On s'aime bien, nous deux, sourit-il à la glace (BS: 721).

Dans le deuxième chapitre, nous avons suggéré que la tendance de Solal à s'enfuir dans le double du seigneur pourrait être une façon de se mettre à l'abri de l'hostilité du monde extérieur. En se prenant pour un seigneur messianique, il se protège contre la haine antisémite. En s'imposant comme seigneur donjuanesque, seigneur social, il semble se permettre de gagner respectivement la grâce de l'homme occidental et celle de la femme occidentale. Solal soupçonne que ces deux derniers ne l'auraient pas respecté ou aimé s'il n'avait pas satisfait aux deux convenances: le physique - la viande - et le social. Autrement dit, Solal s'adapte aux exigences de l'Occident pour satisfaire un désir imité, basé sur le modèle occidental. Mais si nous renversions ces données et s'il cherchait dans l'objet tout ce lui manque, et ce qu'il voudrait être? Rappelons-nous un jeune Solal qui, enfermé dans son île ionienne, est à l'affût des "belles vies étrangères" dont il était séparé par "la mer lisse".

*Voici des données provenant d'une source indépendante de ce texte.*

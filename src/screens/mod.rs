//! Per-screen state containers.
//!
//! Each screen is an explicit state machine over
//! `{loading, list, form mode, editing target, form visibility}` plus its
//! own fields. Derived collections (filtered lists) are recomputed through a
//! pure function after every relevant mutation, and every state change bumps
//! a revision counter that dependent views can subscribe to - no implicit
//! dependency tracking anywhere.
//!
//! Failure handling is uniform: errors are caught at the screen boundary,
//! logged, and turned into a toast; local state stays untouched except the
//! loading/saving flags, which always reset.

pub mod agendamentos;
pub mod clientes;
pub mod execucao;
pub mod logs;
pub mod playbook;
pub mod servidores;

pub use agendamentos::AgendamentosScreen;
pub use clientes::ClientesScreen;
pub use execucao::ExecucaoScreen;
pub use logs::LogsScreen;
pub use playbook::{ExecutePlaybookDialog, PlaybookScreen};
pub use servidores::ServidoresScreen;

use std::sync::Arc;
use tokio::sync::watch;

/// Whether the entity form creates a new record or edits an existing one.
#[derive(Debug, Clone, Copy, PartialEq, Eq, Default)]
pub enum FormMode {
    #[default]
    Create,
    Edit,
}

/// Short-lived user-facing notification (the toast of the original console).
pub trait Notifier: Send + Sync {
    fn notify(&self, message: &str);
}

/// Blocking yes/no confirmation gating destructive actions.
pub trait ConfirmPrompt: Send + Sync {
    fn confirm(&self, message: &str) -> bool;
}

pub type SharedNotifier = Arc<dyn Notifier>;
pub type SharedConfirm = Arc<dyn ConfirmPrompt>;

/// Monotonic revision counter dependent views subscribe to.
pub struct Revision {
    tx: watch::Sender<u64>,
}

impl Default for Revision {
    fn default() -> Self {
        Self::new()
    }
}

impl Revision {
    pub fn new() -> Self {
        let (tx, _) = watch::channel(0);
        Self { tx }
    }

    pub fn bump(&self) {
        self.tx.send_modify(|v| *v += 1);
    }

    pub fn subscribe(&self) -> watch::Receiver<u64> {
        self.tx.subscribe()
    }
}

#[cfg(test)]
mod tests {
    use super::*;

    #[tokio::test]
    async fn test_revision_notifies_subscribers_on_bump() {
        let revision = Revision::new();
        let mut rx = revision.subscribe();
        assert_eq!(*rx.borrow(), 0);

        revision.bump();
        revision.bump();
        assert!(rx.has_changed().unwrap());
        assert_eq!(*rx.borrow_and_update(), 2);
    }
}
use crate::errors::Result;
use crate::gateway::Rest;
use crate::models::{PlaybookCommand, PlaybookCommandInsert, PlaybookCommandUpdate};
use tracing::instrument;

/// Lists the reusable command templates, ordered by title.
#[instrument(skip(rest))]
pub async fn list_playbook_commands(rest: &Rest) -> Result<Vec<PlaybookCommand>> {
    rest.select(
        "playbook_comandos",
        &[
            ("select", "*".to_string()),
            ("order", "titulo.asc".to_string()),
        ],
    )
    .await
}

#[instrument(skip(rest, payload))]
pub async fn create_playbook_command(
    rest: &Rest,
    payload: &PlaybookCommandInsert,
) -> Result<PlaybookCommand> {
    rest.insert("playbook_comandos", payload).await
}

#[instrument(skip(rest, payload))]
pub async fn update_playbook_command(
    rest: &Rest,
    id: i64,
    payload: &PlaybookCommandUpdate,
) -> Result<PlaybookCommand> {
    rest.update("playbook_comandos", "comando do playbook", id, payload)
        .await
}

#[instrument(skip(rest))]
pub async fn delete_playbook_command(rest: &Rest, id: i64) -> Result<()> {
    rest.delete("playbook_comandos", id).await
}
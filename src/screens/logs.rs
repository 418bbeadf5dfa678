//! Read-only, paginated view over the backup logs.

use crate::format::truncate_error_message;
use crate::gateway::Gateway;
use crate::models::{BackupLog, Cliente};
use crate::screens::{Revision, SharedNotifier};
use tokio::sync::watch;
use tracing::error;

pub const PAGE_SIZE_OPTIONS: [usize; 3] = [10, 20, 50];

pub struct LogsScreen<G> {
    gateway: G,
    notifier: SharedNotifier,
    logs: Vec<BackupLog>,
    clientes: Vec<Cliente>,
    loading: bool,
    filter_term: String,
    page_index: usize,
    page_size: usize,
    total: u64,
    expanded_log_id: Option<i64>,
    revision: Revision,
}

impl<G: Gateway> LogsScreen<G> {
    pub fn new(gateway: G, notifier: SharedNotifier) -> Self {
        Self {
            gateway,
            notifier,
            logs: Vec::new(),
            clientes: Vec::new(),
            loading: false,
            filter_term: String::new(),
            page_index: 0,
            page_size: PAGE_SIZE_OPTIONS[0],
            total: 0,
            expanded_log_id: None,
            revision: Revision::new(),
        }
    }

    pub async fn activate(&mut self) {
        self.load_clientes().await;
        self.load_logs().await;
    }

    async fn load_clientes(&mut self) {
        match self.gateway.list_clientes().await {
            Ok(data) => {
                self.clientes = data;
                self.revision.bump();
            }
            Err(e) => {
                error!("Failed to load clients: {e}");
                self.notifier
                    .notify("Não foi possível carregar a lista de clientes.");
            }
        }
    }

    pub async fn load_logs(&mut self) {
        self.loading = true;
        self.revision.bump();
        match self
            .gateway
            .list_backup_logs_global(self.page_index, self.page_size, &self.filter_term)
            .await
        {
            Ok(page) => {
                self.logs = page.rows;
                self.total = page.total;
            }
            Err(e) => {
                error!("Failed to load backup logs: {e}");
                self.notifier.notify("Não foi possível carregar os logs.");
            }
        }
        self.loading = false;
        self.revision.bump();
    }

    /// Changing the filter always starts over from the first page.
    pub async fn set_filter(&mut self, term: &str) {
        self.filter_term = term.to_string();
        self.page_index = 0;
        self.revision.bump();
        self.load_logs().await;
    }

    /// Applies a pagination event (new page index and size) and reloads.
    pub async fn handle_page(&mut self, page_index: usize, page_size: usize) {
        self.page_index = page_index;
        self.page_size = page_size;
        self.revision.bump();
        self.load_logs().await;
    }

    /// Expands one row's full error message, or collapses it when it is the
    /// one already expanded. Only a single row is expanded at a time.
    pub fn toggle_expansion(&mut self, log_id: i64) {
        self.expanded_log_id = if self.expanded_log_id == Some(log_id) {
            None
        } else {
            Some(log_id)
        };
        self.revision.bump();
    }

    pub fn is_expanded(&self, log_id: i64) -> bool {
        self.expanded_log_id == Some(log_id)
    }

    /// Error message as shown in the table row.
    pub fn error_preview(&self, log: &BackupLog) -> String {
        if self.is_expanded(log.id) {
            log.error_message.clone().unwrap_or_else(|| "—".to_string())
        } else {
            truncate_error_message(log.error_message.as_deref())
        }
    }

    /// Display name of the owning client, falling back to the raw key.
    pub fn client_name(&self, client_id: &str) -> String {
        self.clientes
            .iter()
            .find(|c| c.client_id == client_id)
            .map_or_else(|| client_id.to_string(), |c| c.nome_empresa.clone())
    }

    pub fn logs(&self) -> &[BackupLog] {
        &self.logs
    }

    pub fn loading(&self) -> bool {
        self.loading
    }

    pub fn page_index(&self) -> usize {
        self.page_index
    }

    pub fn page_size(&self) -> usize {
        self.page_size
    }

    pub fn total(&self) -> u64 {
        self.total
    }

    pub fn filter_term(&self) -> &str {
        &self.filter_term
    }

    pub fn subscribe(&self) -> watch::Receiver<u64> {
        self.revision.subscribe()
    }
}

Comme il est seigneur par naissance, Solal se veut et se voit adoré par sa mère, son père et les Valeureux. En Occident, la situation est le contraire. Immigré juif, Solal commence au bas de l'échelle sociale et il aura à prouver son statut. Il cherchera à être aimé, et comme "les hommes ne [l]'aiment pas" (BS: 316), "il régnera [...] sur les femmes, sa nation" (BS: 300) et effectivement, les élues font preuve d'une adoration hébétée pour leur seigneur.

A dix ans déjà, le massacre des Juifs(110) l'avait confronté à "l'amertume et l'inquiétude" (S: 70). A un premier niveau, ce jugement négatif ne détruit pas pour autant la bonne image qu'il a de lui-même. Si aux yeux de son peuple il était un seigneur, la haine antisémite lui a donné le sentiment d'être persécuté, "banni de la famille humaine": "Plus tard, serait-il un traqué lui aussi?" (S: 70). Alors, il fuit la menace de la haine et de la persécution et il part à l'Occident pour relever son amour-propre blessé, pour prouver qu'il est digne d'être aimé. Mais malgré tous ses succès sociaux et toutes ses victoires amoureuses en Occident, Solal reste conscient de la haine ambiante.

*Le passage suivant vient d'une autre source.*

use crate::cli::PlaybookAction;
use crate::commands::{console_notifier, report_validation, stdin_confirm};
use backup_console::errors::Result;
use backup_console::gateway::Rest;
use backup_console::models::PlaybookCommand;
use backup_console::screens::{ExecutePlaybookDialog, PlaybookScreen};

fn print_commands(comandos: &[PlaybookCommand]) {
    if comandos.is_empty() {
        println!("Nenhum comando no playbook.");
        return;
    }
    for command in comandos {
        println!(
            "{:>5}  {:<28} {:<40} {}",
            command.id,
            command.titulo,
            command.descricao.as_deref().unwrap_or("—"),
            command.comando,
        );
    }
}

pub async fn run(rest: Rest, action: PlaybookAction) -> Result<()> {
    let mut screen = PlaybookScreen::new(rest.clone(), console_notifier(), stdin_confirm());
    screen.activate().await;

    match action {
        PlaybookAction::List { filtro } => {
            if let Some(term) = filtro {
                screen.set_filter(&term);
            }
            print_commands(screen.filtered());
        }
        PlaybookAction::Create {
            titulo,
            comando,
            descricao,
        } => {
            screen.show_create_form();
            screen.form.titulo = titulo;
            screen.form.comando = comando;
            screen.form.descricao = descricao.unwrap_or_default();
            screen.submit().await;
            report_validation(screen.touched(), screen.invalid_fields());
        }
        PlaybookAction::Edit {
            id,
            titulo,
            comando,
            descricao,
        } => {
            let Some(command) = screen.comandos().iter().find(|c| c.id == id).cloned() else {
                eprintln!("Comando {id} não encontrado.");
                return Ok(());
            };
            screen.start_edit(command);
            if let Some(titulo) = titulo {
                screen.form.titulo = titulo;
            }
            if let Some(comando) = comando {
                screen.form.comando = comando;
            }
            if let Some(descricao) = descricao {
                screen.form.descricao = descricao;
            }
            screen.submit().await;
            report_validation(screen.touched(), screen.invalid_fields());
        }
        PlaybookAction::Delete { id } => {
            let Some(command) = screen.comandos().iter().find(|c| c.id == id).cloned() else {
                eprintln!("Comando {id} não encontrado.");
                return Ok(());
            };
            screen.delete(command).await;
        }
        PlaybookAction::Exec {
            id,
            cliente,
            tarefa,
        } => {
            let Some(command) = screen.comandos().iter().find(|c| c.id == id).cloned() else {
                eprintln!("Comando {id} não encontrado.");
                return Ok(());
            };
            let mut dialog = ExecutePlaybookDialog::new(rest, console_notifier(), command);
            dialog.activate().await;
            if let Some(cliente) = cliente {
                dialog.select_client(&cliente);
            }
            if let Some(tarefa) = tarefa {
                dialog.nome_tarefa = tarefa;
            }
            dialog.submit().await;
            report_validation(dialog.touched(), dialog.invalid_fields());
        }
    }
    Ok(())
}
use backup_console::auth::SessionService;
use backup_console::errors::{Error, Result};
use backup_console::gateway::Gateway;
use std::io::{self, Write};

fn prompt_password() -> Result<String> {
    print!("Senha: ");
    io::stdout().flush()?;
    let mut password = String::new();
    io::stdin().read_line(&mut password)?;
    Ok(password.trim_end_matches(['\r', '\n']).to_string())
}

pub async fn login<G: Gateway>(session: &mut SessionService<G>, email: &str) -> Result<()> {
    let password = prompt_password()?;
    match session.login(email, &password).await {
        Ok(user) => {
            println!("Autenticado como {}.", user.email);
            Ok(())
        }
        Err(Error::InvalidCredentials) => {
            eprintln!("Credenciais inválidas.");
            Ok(())
        }
        Err(e) => Err(e),
    }
}

pub async fn logout<G: Gateway>(session: &mut SessionService<G>) {
    session.ensure_session_restored().await;
    session.logout().await;
    println!("Sessão encerrada.");
}
use crate::errors::Result;
use crate::gateway::Rest;
use crate::models::{Cliente, ClienteInsert, ClienteUpdate};
use tracing::instrument;

/// Lists every client, ordered by company name.
#[instrument(skip(rest))]
pub async fn list_clientes(rest: &Rest) -> Result<Vec<Cliente>> {
    rest.select(
        "clientes",
        &[
            ("select", "*".to_string()),
            ("order", "nome_empresa.asc".to_string()),
        ],
    )
    .await
}

/// Inserts a client and returns the persisted row.
#[instrument(skip(rest, payload))]
pub async fn create_cliente(rest: &Rest, payload: &ClienteInsert) -> Result<Cliente> {
    rest.insert("clientes", payload).await
}

/// Updates a client by primary key and returns the persisted row.
#[instrument(skip(rest, payload))]
pub async fn update_cliente(rest: &Rest, id: i64, payload: &ClienteUpdate) -> Result<Cliente> {
    rest.update("clientes", "cliente", id, payload).await
}

#[instrument(skip(rest))]
pub async fn delete_cliente(rest: &Rest, id: i64) -> Result<()> {
    rest.delete("clientes", id).await
}
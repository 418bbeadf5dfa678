use crate::errors::Result;
use crate::gateway::Rest;
use crate::models::{Servidor, ServidorInsert, ServidorUpdate};
use tracing::instrument;

/// Lists servers, optionally scoped to one client, ordered by name.
#[instrument(skip(rest))]
pub async fn list_servidores(rest: &Rest, cliente_id: Option<i64>) -> Result<Vec<Servidor>> {
    let mut query = vec![
        ("select", "*".to_string()),
        ("order", "nome.asc".to_string()),
    ];
    if let Some(id) = cliente_id {
        query.push(("cliente_id", format!("eq.{id}")));
    }
    rest.select("servidores", &query).await
}

#[instrument(skip(rest, payload))]
pub async fn create_servidor(rest: &Rest, payload: &ServidorInsert) -> Result<Servidor> {
    rest.insert("servidores", payload).await
}

#[instrument(skip(rest, payload))]
pub async fn update_servidor(rest: &Rest, id: i64, payload: &ServidorUpdate) -> Result<Servidor> {
    rest.update("servidores", "servidor", id, payload).await
}

#[instrument(skip(rest))]
pub async fn delete_servidor(rest: &Rest, id: i64) -> Result<()> {
    rest.delete("servidores", id).await
}
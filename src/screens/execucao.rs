//! Ad-hoc execution screen.
//!
//! Inserting the `execucoes_realtime` row is the entire contract: no status
//! is tracked here, whatever consumes the row reports completion elsewhere.

use crate::gateway::Gateway;
use crate::models::{Cliente, ExecucaoInsert, ExecucaoRealtime, PlaybookCommand, Servidor};
use crate::screens::{Revision, SharedNotifier};
use tokio::sync::watch;
use tracing::error;

/// Recent-history rows kept on screen.
pub const HISTORY_LIMIT: u32 = 20;

pub struct ExecucaoScreen<G> {
    gateway: G,
    notifier: SharedNotifier,
    clientes: Vec<Cliente>,
    servidores: Vec<Servidor>,
    historico: Vec<ExecucaoRealtime>,
    selected_client: Option<String>,
    selected_servidor_ip: Option<String>,
    pub nome_tarefa: String,
    pub comando: String,
    loading_clientes: bool,
    loading_historico: bool,
    submitting: bool,
    touched: bool,
    invalid_fields: Vec<&'static str>,
    revision: Revision,
}

impl<G: Gateway> ExecucaoScreen<G> {
    pub fn new(gateway: G, notifier: SharedNotifier) -> Self {
        Self {
            gateway,
            notifier,
            clientes: Vec::new(),
            servidores: Vec::new(),
            historico: Vec::new(),
            selected_client: None,
            selected_servidor_ip: None,
            nome_tarefa: String::new(),
            comando: String::new(),
            loading_clientes: false,
            loading_historico: false,
            submitting: false,
            touched: false,
            invalid_fields: Vec::new(),
            revision: Revision::new(),
        }
    }

    /// Loads the client list and, when nothing is selected yet, picks the
    /// first client in list order and loads its servers and history.
    pub async fn activate(&mut self) {
        self.load_clientes().await;
        if self.selected_client.is_none() {
            if let Some(first) = self.clientes.first().map(|c| c.client_id.clone()) {
                self.select_client(&first).await;
            }
        }
    }

    pub async fn load_clientes(&mut self) {
        self.loading_clientes = true;
        self.revision.bump();
        match self.gateway.list_clientes().await {
            Ok(data) => self.clientes = data,
            Err(e) => {
                error!("Failed to load clients: {e}");
                self.notifier.notify("Não foi possível carregar os clientes.");
            }
        }
        self.loading_clientes = false;
        self.revision.bump();
    }

    /// Changes the client selection and reloads that client's server list
    /// and recent history. The server selection survives only when its IP
    /// still belongs to the newly loaded server set.
    pub async fn select_client(&mut self, client_id: &str) {
        self.selected_client = Some(client_id.to_string());
        self.revision.bump();
        self.load_servidores().await;
        self.load_historico().await;
    }

    pub fn select_servidor(&mut self, endereco_ip: &str) {
        self.selected_servidor_ip = Some(endereco_ip.to_string());
        self.revision.bump();
    }

    async fn load_servidores(&mut self) {
        let cliente_pk = self.selected_client.as_ref().and_then(|client_id| {
            self.clientes
                .iter()
                .find(|c| &c.client_id == client_id)
                .map(|c| c.id)
        });
        let Some(cliente_pk) = cliente_pk else {
            self.servidores.clear();
            self.selected_servidor_ip = None;
            self.revision.bump();
            return;
        };

        match self.gateway.list_servidores(Some(cliente_pk)).await {
            Ok(data) => {
                self.servidores = data;
                let still_present = self.selected_servidor_ip.as_ref().is_some_and(|ip| {
                    self.servidores.iter().any(|s| &s.endereco_ip == ip)
                });
                if !still_present {
                    self.selected_servidor_ip = None;
                }
            }
            Err(e) => {
                error!("Failed to load servers: {e}");
                self.notifier
                    .notify("Não foi possível carregar os servidores.");
            }
        }
        self.revision.bump();
    }

    pub async fn load_historico(&mut self) {
        let Some(client_id) = self.selected_client.clone() else {
            self.historico.clear();
            self.revision.bump();
            return;
        };

        self.loading_historico = true;
        self.revision.bump();
        match self
            .gateway
            .list_execucoes_recentes(Some(&client_id), HISTORY_LIMIT)
            .await
        {
            Ok(data) => self.historico = data,
            Err(e) => {
                error!("Failed to load execution history: {e}");
                self.notifier.notify("Não foi possível carregar o histórico.");
            }
        }
        self.loading_historico = false;
        self.revision.bump();
    }

    /// Pre-fills the task name and command text from a playbook entry,
    /// keeping the current client/server selection.
    pub fn prefill_from_playbook(&mut self, command: &PlaybookCommand) {
        self.nome_tarefa = command.titulo.clone();
        self.comando = command.comando.clone();
        self.revision.bump();
    }

    /// Validates and submits the execution. On success only the task-name
    /// and command fields are cleared; the client/server selection stays.
    pub async fn submit(&mut self) {
        let mut invalid = Vec::new();
        if self.selected_client.as_deref().unwrap_or("").is_empty() {
            invalid.push("client_id");
        }
        if self.selected_servidor_ip.as_deref().unwrap_or("").is_empty() {
            invalid.push("servidor_ip");
        }
        if self.nome_tarefa.trim().is_empty() {
            invalid.push("nome_tarefa");
        }
        if self.comando.trim().is_empty() {
            invalid.push("comando");
        }
        if !invalid.is_empty() {
            self.touched = true;
            self.invalid_fields = invalid;
            self.revision.bump();
            return;
        }

        let payload = ExecucaoInsert {
            client_id: self.selected_client.clone().unwrap_or_default(),
            servidor_ip: self.selected_servidor_ip.clone(),
            nome_tarefa: self.nome_tarefa.trim().to_string(),
            comando: self.comando.trim().to_string(),
        };

        self.submitting = true;
        self.revision.bump();
        match self.gateway.inserir_execucao(&payload).await {
            Ok(_) => {
                self.notifier.notify("Comando enviado para execução.");
                self.nome_tarefa.clear();
                self.comando.clear();
                self.touched = false;
                self.invalid_fields.clear();
                self.submitting = false;
                self.load_historico().await;
            }
            Err(e) => {
                error!("Failed to submit execution: {e}");
                self.notifier.notify("Não foi possível enviar o comando.");
                self.submitting = false;
                self.revision.bump();
            }
        }
    }

    pub fn clientes(&self) -> &[Cliente] {
        &self.clientes
    }

    pub fn servidores(&self) -> &[Servidor] {
        &self.servidores
    }

    pub fn historico(&self) -> &[ExecucaoRealtime] {
        &self.historico
    }

    pub fn selected_client(&self) -> Option<&str> {
        self.selected_client.as_deref()
    }

    pub fn selected_servidor_ip(&self) -> Option<&str> {
        self.selected_servidor_ip.as_deref()
    }

    pub fn loading_clientes(&self) -> bool {
        self.loading_clientes
    }

    pub fn loading_historico(&self) -> bool {
        self.loading_historico
    }

    pub fn submitting(&self) -> bool {
        self.submitting
    }

    pub fn touched(&self) -> bool {
        self.touched
    }

    pub fn invalid_fields(&self) -> &[&'static str] {
        &self.invalid_fields
    }

    pub fn subscribe(&self) -> watch::Receiver<u64> {
        self.revision.subscribe()
    }
}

En réponse l'antisémitisme, éprouvé le jour du massacre des Juifs, le seigneur solitaire s'obstine dans une mission de conversion. Dans sa quête sociale, au lieu de fuir la confrontation, le seigneur solitaire, roi des juifs, sollicite auprès du 'frère humain' occidental - souvent des petits commerçants - à être aimé. Pour citer un exemple: "Chrétiens, j'ai soif de votre amour. Chrétiens, laissez-moi vous aimer. Chrétiens, frères humains, promis a la mort, compagnons de la terre, enfants du Christ qui est de mon sang, aimons-nous, murmure-t-il, et il regarde ceux qui passent et ne l'aiment pas" (BS: 731). L'identification de Solal au Christ, constatée dans le deuxième chapitre, se relierait explicitement au désir de convertir l'Occidental en "semblable" pour que celui qui risque de le haïr puisse l'aimer. De même, dans sa quête d'amour, le seigneur donjuanesque cherche à convertir la femme antisémite - la 'schikse' - en philosémite. De ce fait, nous constatons que Solal ne prend pas tellement la femme aimée pour ce qu'elle est - une éblouissante 'schikse' attrayante et pleine de vie -, mais pour ce qu'il voudrait qu'elle soit - sa sœur, son semblable, sa mère. Au désir passionnel, évoqué par la femme occidentale, semble alors s'ajouter un désir moins authentique basé sur un modèle.(111)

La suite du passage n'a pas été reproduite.